Just a week ago, I was burying my toes (and, arguably, head) in the sand. I ventured into the crystal water of the Gulf and handed TH my stuff and floated beneath the surface for a minute, the rolling waves washing over instead of into me, and I thought about how much of life is letting go. How surrender can be an act of bravery. Apropos of something, because three days later I was curled into a fetal position on my bed, jumping up every few minutes to recreate Niagara Falls in my toilet, the victim of a stomach virus. And my soul sister emailed and called a spade a spade, or in this case a forced Sabbath, and I thought, “Oh you. You again, grace. You may be amazing, but you’re also sneaky!” And I let sickness do what fear tries to prevent, which is, cancel my plans and expose my weaknesses. I leaned more heavily on TH. I didn’t put dinner on the table. I reeked. I kept some distance from The Kid. I became unreliable to people who were depending on me (don’t worry, it was mainly just work people and they had it coming). My greatest fears realized, and I survived.

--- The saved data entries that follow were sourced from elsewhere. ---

//! Unit tests for cross-registry resolution.

mod router_tests;

use crate::federation::{
    domain::{ExternalRecord, ExternalSkill, Locator, RegistryId},
    services::SchemaTranslator,
};
use crate::taxonomy::{adapters::SchemaDirectory, services::SkillMapper};
use camino::Utf8PathBuf;
use std::sync::Arc;

fn fixture_mapper() -> Arc<SkillMapper> {
    let schema_dir =
        Utf8PathBuf::from(env!("CARGO_MANIFEST_DIR")).join("tests/fixtures/taxonomy/schema");
    Arc::new(SkillMapper::new(Arc::new(SchemaDirectory::load_store(
        Some(&schema_dir),
    ))))
}

fn fixture_translator() -> SchemaTranslator {
    SchemaTranslator::new(fixture_mapper())
}

fn registry(value: &str) -> RegistryId {
    RegistryId::new(value).expect("registry id should be valid")
}

fn helper_agent() -> ExternalRecord {
    ExternalRecord {
        name: "helper-agent".to_owned(),
        version: "v1.2.0".to_owned(),
        description: "Answers support questions.".to_owned(),
        schema_version: "1.0.0".to_owned(),
        skills: vec![
            ExternalSkill {
                id: 10101,
                name: "natural_language_processing/text_classification".to_owned(),
            },
            ExternalSkill {
                id: 102,
                name: "natural_language_processing/natural_language_generation".to_owned(),
            },
            ExternalSkill {
                id: 999,
                name: "misc/interpretive_dance".to_owned(),
            },
        ],
        authors: vec!["Support Team".to_owned()],
        created_at: "2025-01-15T10:00:00Z".to_owned(),
        locators: vec![
            Locator::new("docker-image", "ghcr.io/example/helper-agent:1.2.0"),
            Locator::new("source_code", "https://github.com/example/helper-agent"),
            Locator::new("api", "https://helper.example.com/api"),
        ],
        extensions: Vec::new(),
    }
}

I’m beginning to see the kinship between effort and fear, the secret agreement they have with each other that allows effort to cover for fear, to be its louder and more accomplished form. I know how quickly anything good can be turned bad, really, the way milk is fresh one minute and spoiled the next, the way this world can poison the best intentions then pave the road to hell with them (seriously, where is that fence, M. Night?!). How my diamond shoes can be too tight and too much sunlight hurts my eyes and sacrifice can turn into martyrdom. Your generosity may look prettier to the world than my boundary-setting, but have you any idea how hard it is for me to stand up for myself, how doing so is negating a lifelong trajectory of fearful agreeability?

What I’m saying is that we’re all more motivated by fear than by grace. And sometimes the bravest thing may look like the weakest–I can remember one time in particular in history when it did. Grace allows for broad definitions, sometimes even individual ones. And miracles and life don’t just occur on top of water; often they are embedded in splinters of wood.

Trust is the bridge from yesterday to tomorrow, built with planks of thanks. Remembering frames up gratitude. Gratitude lays out the planks of trust. I can walk the planks–from known to unknown–and know: He holds.  (Ann Voskamp, One Thousand Gifts)

TK and I have had a standing date for the past few days on our hammock in the backyard. I swing us as he is nestled up next to me, eyes wide at all the trees standing tall around us, doing their thing as we do ours. Yesterday, TH joined us and there we were, our family of three, hands holding each other instead of hanging on for dear life. The surrender of being held.